Enabled - Toggle to enable or disable this heartbeat endpoint. Disabled heartbeats will not monitor for check-ins or generate alerts.

Description (optional) - Provide additional context about what this heartbeat monitors, such as "Monitors the daily backup job that runs at 2 AM UTC."

Step 2: Heartbeat Configuration

Configure how the heartbeat behaves and what incoming requests it accepts.

Expected Interval (required) - Specify how long to wait after the last check-in before considering the service offline and generating an alert. The interval must be between 5 minutes and 24 hours. Choose an interval that gives your service enough time between check-ins with some buffer for normal variance.

Kind (required) - Select whether this heartbeat creates an HTTP or email endpoint:

HTTP - Your service will send HTTP requests to a unique URL Email - Your service will send emails to a unique email address

HTTP-Specific Configuration

When you select HTTP as the kind, you'll configure:

Allowed HTTP Methods - Select which HTTP methods can be used to ping this heartbeat endpoint. Common choices include GET, POST, PUT, PATCH, and DELETE. POST is the default selection, but if you don't specify methods, all methods are allowed.

User-Agent Substring (optional) - If specified, the User-Agent header of incoming requests must contain this substring. This provides an additional layer of validation to ensure requests are coming from your service. For example, enter my-service-client to only accept requests with that string in the User-Agent header.

Email-Specific Configuration

When you select Email as the kind, you'll configure:

Allowed Email Senders (optional) - A comma-separated list of email addresses that are allowed to trigger a check-in. Emails from other senders will be ignored. You can use domain patterns by prefixing with @, such as @example.com to allow all emails from that domain. Leave blank to allow emails from any sender.

Example: [email protected], @monitoring-service.io

Step 3: Signal Template

Configure the signal that will be generated when the heartbeat is missed. This template defines what the alert will look like when your service fails to check in.

Body (optional) - The main message text for the alert. This should provide clear context about what failed to check in. The body supports markdown formatting.

Example: The daily backup job has not checked in within the expected interval. This may indicate the job failed to run or completed with errors.

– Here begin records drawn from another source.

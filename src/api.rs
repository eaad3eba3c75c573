//! Generative-text API interaction.
//!
//! This module provides the interface the synthesizer uses to talk to the
//! generative model. Every prompt is sent exactly once: there is no retry or
//! backoff, a failed call fails the run.
//!
//! # Architecture
//!
//! - [`AskAsync`]: Core trait defining async LLM interaction
//! - [`GeminiClient`]: Google Gemini `generateContent` implementation,
//!   configured to prefer JSON output with a bounded output-token ceiling
//!
//! Tests substitute their own [`AskAsync`] implementations.

use reqwest::Client;
use serde::{Deserialize, Serialize};
use std::time::Instant;
use thiserror::Error;
use tracing::{info, instrument, warn};

use crate::config::{ConfigError, GeminiSettings, require};
use crate::utils::truncate_for_log;

const GEMINI_BASE_URL: &str = "https://generativelanguage.googleapis.com/v1beta/models";

/// Errors from a single generative call.
#[derive(Debug, Error)]
pub enum ApiError {
    #[error("request failed: {0}")]
    Http(#[from] reqwest::Error),

    #[error("API error (status {status}): {message}")]
    Status { status: u16, message: String },

    #[error("model returned no text (finish reason: {0})")]
    Empty(String),
}

/// Trait for async LLM interaction.
///
/// Implementors of this trait can send text to an LLM and receive a response.
/// This abstraction allows for different LLM backends or test doubles.
pub trait AskAsync {
    /// The type of response returned by the LLM.
    type Response;

    /// Send a prompt to the LLM and receive a response.
    async fn ask(&self, text: &str) -> Result<Self::Response, ApiError>;
}

#[derive(Debug, Serialize)]
#[serde(rename_all = "camelCase")]
struct GenerateRequest<'a> {
    contents: Vec<RequestContent<'a>>,
    generation_config: GenerationConfig,
}

#[derive(Debug, Serialize)]
struct RequestContent<'a> {
    parts: Vec<RequestPart<'a>>,
}

#[derive(Debug, Serialize)]
struct RequestPart<'a> {
    text: &'a str,
}

#[derive(Debug, Serialize)]
#[serde(rename_all = "camelCase")]
struct GenerationConfig {
    response_mime_type: &'static str,
    max_output_tokens: u32,
}

#[derive(Debug, Deserialize)]
struct GenerateResponse {
    #[serde(default)]
    candidates: Vec<Candidate>,
}

#[derive(Debug, Deserialize)]
#[serde(rename_all = "camelCase")]
struct Candidate {
    content: Option<ResponseContent>,
    finish_reason: Option<String>,
}

#[derive(Debug, Deserialize)]
struct ResponseContent {
    #[serde(default)]
    parts: Vec<ResponsePart>,
}

#[derive(Debug, Deserialize)]
struct ResponsePart {
    #[serde(default)]
    text: String,
}

impl GenerateResponse {
    /// Concatenated text of the first candidate.
    fn into_text(self) -> Result<String, ApiError> {
        let Some(candidate) = self.candidates.into_iter().next() else {
            return Err(ApiError::Empty("no candidates".into()));
        };
        let text: String = candidate
            .content
            .map(|c| c.parts.into_iter().map(|p| p.text).collect())
            .unwrap_or_default();
        if text.trim().is_empty() {
            return Err(ApiError::Empty(
                candidate.finish_reason.unwrap_or_else(|| "unknown".into()),
            ));
        }
        if candidate.finish_reason.as_deref() == Some("MAX_TOKENS") {
            warn!("Model stopped at the output-token ceiling; JSON is likely truncated");
        }
        Ok(text)
    }
}

/// Google Gemini client.
pub struct GeminiClient {
    client: Client,
    api_key: String,
    model: String,
    max_output_tokens: u32,
}

impl std::fmt::Debug for GeminiClient {
    fn fmt(&self, f: &mut std::fmt::Formatter<'_>) -> std::fmt::Result {
        f.debug_struct("GeminiClient")
            .field("model", &self.model)
            .field("max_output_tokens", &self.max_output_tokens)
            .finish()
    }
}

impl GeminiClient {
    /// Build a client. A missing API key is a fatal configuration error.
    pub fn new(settings: &GeminiSettings) -> Result<Self, ConfigError> {
        let api_key = require(&settings.api_key, "GEMINI_API_KEY")?;
        Ok(Self {
            client: Client::new(),
            api_key,
            model: settings.model.clone(),
            max_output_tokens: settings.max_output_tokens,
        })
    }

    fn endpoint(&self) -> String {
        format!("{GEMINI_BASE_URL}/{}:generateContent", self.model)
    }
}

impl AskAsync for GeminiClient {
    type Response = String;

    #[instrument(level = "info", skip_all, fields(model = %self.model, prompt_chars = text.chars().count()))]
    async fn ask(&self, text: &str) -> Result<Self::Response, ApiError> {
        let t0 = Instant::now();
        let request = GenerateRequest {
            contents: vec![RequestContent {
                parts: vec![RequestPart { text }],
            }],
            generation_config: GenerationConfig {
                response_mime_type: "application/json",
                max_output_tokens: self.max_output_tokens,
            },
        };

        let response = self
            .client
            .post(self.endpoint())
            .header("x-goog-api-key", &self.api_key)
            .json(&request)
            .send()
            .await?;

        let status = response.status();
        if !status.is_success() {
            let body = response.text().await.unwrap_or_default();
            warn!(
                elapsed_ms = t0.elapsed().as_millis(),
                status = status.as_u16(),
                "API call failed"
            );
            return Err(ApiError::Status {
                status: status.as_u16(),
                message: truncate_for_log(&body, 300),
            });
        }

        let text = response.json::<GenerateResponse>().await?.into_text()?;
        info!(
            elapsed_ms = t0.elapsed().as_millis(),
            response_chars = text.chars().count(),
            "API call succeeded"
        );
        Ok(text)
    }
}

Tags (optional) - Add key-value pairs to categorize and filter alerts. Tags appear as key:value in the alert.

Example tags:

service:api
priority:high
component:data-pipeline

Annotations (optional) - Add additional metadata as key-value pairs. Keys can only contain alphanumeric characters, hyphens, and underscores. Annotations provide structured data that can be used for filtering and automation.

Example annotations:

environment:production
runbook_url:https://wiki.example.com/backup-runbook

Links (optional) - Add relevant URLs with descriptive text. These appear as clickable links in the alert.

Example links:

Text: "Service Dashboard" / URL: https://dashboard.example.com/backup-service
Text: "Runbook Documentation" / URL: https://docs.example.com/runbooks/backup

Step 4: Rule Creation

Select the team that should be notified when this heartbeat generates an alert. The alert will be routed according to the team's escalation policies and notification preferences.

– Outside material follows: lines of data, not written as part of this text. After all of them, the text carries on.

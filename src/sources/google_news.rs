//! Google News RSS search feed.
//!
//! Queries `https://news.google.com/rss/search` for one locale at a time and
//! turns the RSS 2.0 channel into [`FeedEntry`] values. Only the first
//! [`MAX_ENTRIES_PER_FEED`] items of each response are kept.
//!
//! # URL Pattern
//!
//! ```text
//! https://news.google.com/rss/search?q=AI+OR+LLM&hl=ko&gl=KR&ceid=KR:ko
//! ```

use reqwest::Client;
use serde::Deserialize;
use tracing::{debug, info, instrument};
use url::Url;

use super::{NewsError, NewsFeed};
use crate::config::Locale;
use crate::models::FeedEntry;

const SEARCH_URL: &str = "https://news.google.com/rss/search";

/// Items kept from a single feed response.
pub const MAX_ENTRIES_PER_FEED: usize = 10;

/// Google News RSS search client.
#[derive(Debug, Clone)]
pub struct GoogleNewsFeed {
    client: Client,
}

impl Default for GoogleNewsFeed {
    fn default() -> Self {
        Self::new()
    }
}

impl GoogleNewsFeed {
    pub fn new() -> Self {
        Self {
            client: Client::new(),
        }
    }
}

/// Build the search URL for a query and locale.
pub fn search_url(query: &str, locale: &Locale) -> Result<Url, url::ParseError> {
    let ceid = format!("{}:{}", locale.country, locale.language);
    Url::parse_with_params(
        SEARCH_URL,
        &[
            ("q", query),
            ("hl", locale.language.as_str()),
            ("gl", locale.country.as_str()),
            ("ceid", ceid.as_str()),
        ],
    )
}

impl NewsFeed for GoogleNewsFeed {
    #[instrument(level = "info", skip(self, locale), fields(%locale))]
    async fn search(&self, query: &str, locale: &Locale) -> Result<Vec<FeedEntry>, NewsError> {
        let url = search_url(query, locale)?;
        debug!(%url, "Fetching news feed");

        let response = self.client.get(url).send().await?;
        if !response.status().is_success() {
            return Err(NewsError::Status(response.status().as_u16()));
        }
        let body = response.text().await?;
        let entries = parse_feed(&body, locale)?;

        info!(count = entries.len(), "Fetched news feed");
        Ok(entries)
    }
}

#[derive(Debug, Deserialize)]
struct Rss {
    channel: Channel,
}

#[derive(Debug, Deserialize)]
struct Channel {
    #[serde(rename = "item", default)]
    items: Vec<Item>,
}

#[derive(Debug, Deserialize)]
struct Item {
    #[serde(default)]
    title: String,
    #[serde(default)]
    link: String,
    #[serde(rename = "pubDate", default)]
    pub_date: String,
    #[serde(default)]
    description: String,
    #[serde(default)]
    source: Option<ItemSource>,
}

#[derive(Debug, Deserialize)]
struct ItemSource {
    #[serde(rename = "$text", default)]
    name: String,
}

/// Parse an RSS 2.0 document into at most [`MAX_ENTRIES_PER_FEED`] entries.
pub fn parse_feed(xml: &str, locale: &Locale) -> Result<Vec<FeedEntry>, NewsError> {
    let rss: Rss = quick_xml::de::from_str(xml)?;
    Ok(rss
        .channel
        .items
        .into_iter()
        .take(MAX_ENTRIES_PER_FEED)
        .map(|item| FeedEntry {
            title: item.title.trim().to_string(),
            link: item.link.trim().to_string(),
            published: item.pub_date,
            summary: item.description,
            source: item
                .source
                .map(|s| s.name.trim().to_string())
                .filter(|s| !s.is_empty())
                .unwrap_or_else(|| "Unknown".to_string()),
            locale: locale.clone(),
        })
        .collect())
}

#[cfg(test)]
mod tests {
    use super::*;

    const FEED: &str = r#"<?xml version="1.0" encoding="UTF-8" standalone="yes"?>
<rss xmlns:media="http://search.yahoo.com/mrss/" version="2.0">
  <channel>
    <generator>NFE/5.0</generator>
    <title>"AI OR LLM" - Google 뉴스</title>
    <link>https://news.google.com/search?q=AI&amp;hl=ko</link>
    <language>ko</language>
    <description>Google 뉴스</description>
    <item>
      <title>AI 모델 X 출시 - 연합뉴스</title>
      <link>https://news.google.com/rss/articles/abc?oc=5</link>
      <guid isPermaLink="false">abc</guid>
      <pubDate>Sat, 17 Oct 2026 01:00:00 GMT</pubDate>
      <description>&lt;a href="https://example.com"&gt;AI 모델 X 출시&lt;/a&gt;</description>
      <source url="https://www.yna.co.kr">연합뉴스</source>
    </item>
    <item>
      <title>Chips &amp; models</title>
      <link>https://news.google.com/rss/articles/def?oc=5</link>
      <pubDate>Sat, 17 Oct 2026 02:00:00 GMT</pubDate>
    </item>
  </channel>
</rss>"#;

    #[test]
    fn test_parse_feed() {
        let locale = Locale::new("ko", "KR");
        let entries = parse_feed(FEED, &locale).unwrap();
        assert_eq!(entries.len(), 2);
        assert_eq!(entries[0].title, "AI 모델 X 출시 - 연합뉴스");
        assert_eq!(entries[0].source, "연합뉴스");
        assert_eq!(entries[0].link, "https://news.google.com/rss/articles/abc?oc=5");
        assert!(entries[0].summary.contains("<a href="));
        assert_eq!(entries[1].title, "Chips & models");
        assert_eq!(entries[1].source, "Unknown");
        assert_eq!(entries[1].locale, locale);
    }

    #[test]
    fn test_parse_feed_caps_entries() {
        let items: String = (0..15)
            .map(|i| format!("<item><title>t{i}</title><link>https://x/{i}</link></item>"))
            .collect();
        let xml = format!("<rss version=\"2.0\"><channel><title>x</title>{items}</channel></rss>");
        let entries = parse_feed(&xml, &Locale::new("en", "US")).unwrap();
        assert_eq!(entries.len(), MAX_ENTRIES_PER_FEED);
        assert_eq!(entries[9].title, "t9");
    }

    #[test]
    fn test_parse_empty_channel() {
        let xml = "<rss version=\"2.0\"><channel><title>x</title></channel></rss>";
        assert!(parse_feed(xml, &Locale::new("en", "US")).unwrap().is_empty());
    }

    #[test]
    fn test_search_url() {
        let url = search_url("AI OR 인공지능", &Locale::new("ko", "KR")).unwrap();
        let pairs: Vec<(String, String)> = url
            .query_pairs()
            .map(|(k, v)| (k.into_owned(), v.into_owned()))
            .collect();
        assert_eq!(url.host_str(), Some("news.google.com"));
        assert_eq!(url.path(), "/rss/search");
        assert!(pairs.contains(&("q".into(), "AI OR 인공지능".into())));
        assert!(pairs.contains(&("hl".into(), "ko".into())));
        assert!(pairs.contains(&("gl".into(), "KR".into())));
        assert!(pairs.contains(&("ceid".into(), "KR:ko".into())));
    }
}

When you're finished configuring all steps, click "Create Heartbeat" to save your configuration.

Using Your Heartbeat

Once created, you'll need to configure your service to check in with the heartbeat endpoint.

For HTTP Heartbeats

After creating an HTTP heartbeat, you'll see the unique URL on the heartbeat detail page. Configure your service to send HTTP requests to this URL at regular intervals (more frequently than your configured expected interval).

Example using curl:

curl -X POST https://signals.firehydrant.io/v1/heartbeat/my-service-heartbeat

You can use any of the allowed HTTP methods you configured. Successful check-ins receive a 200 OK response. As long as FireHydrant receives a request within the expected interval, your heartbeat will remain "Online" and no alerts will be generated.

For Email Heartbeats

After creating an email heartbeat, you'll see the unique email address on the heartbeat detail page. Configure your service to send emails to this address at regular intervals.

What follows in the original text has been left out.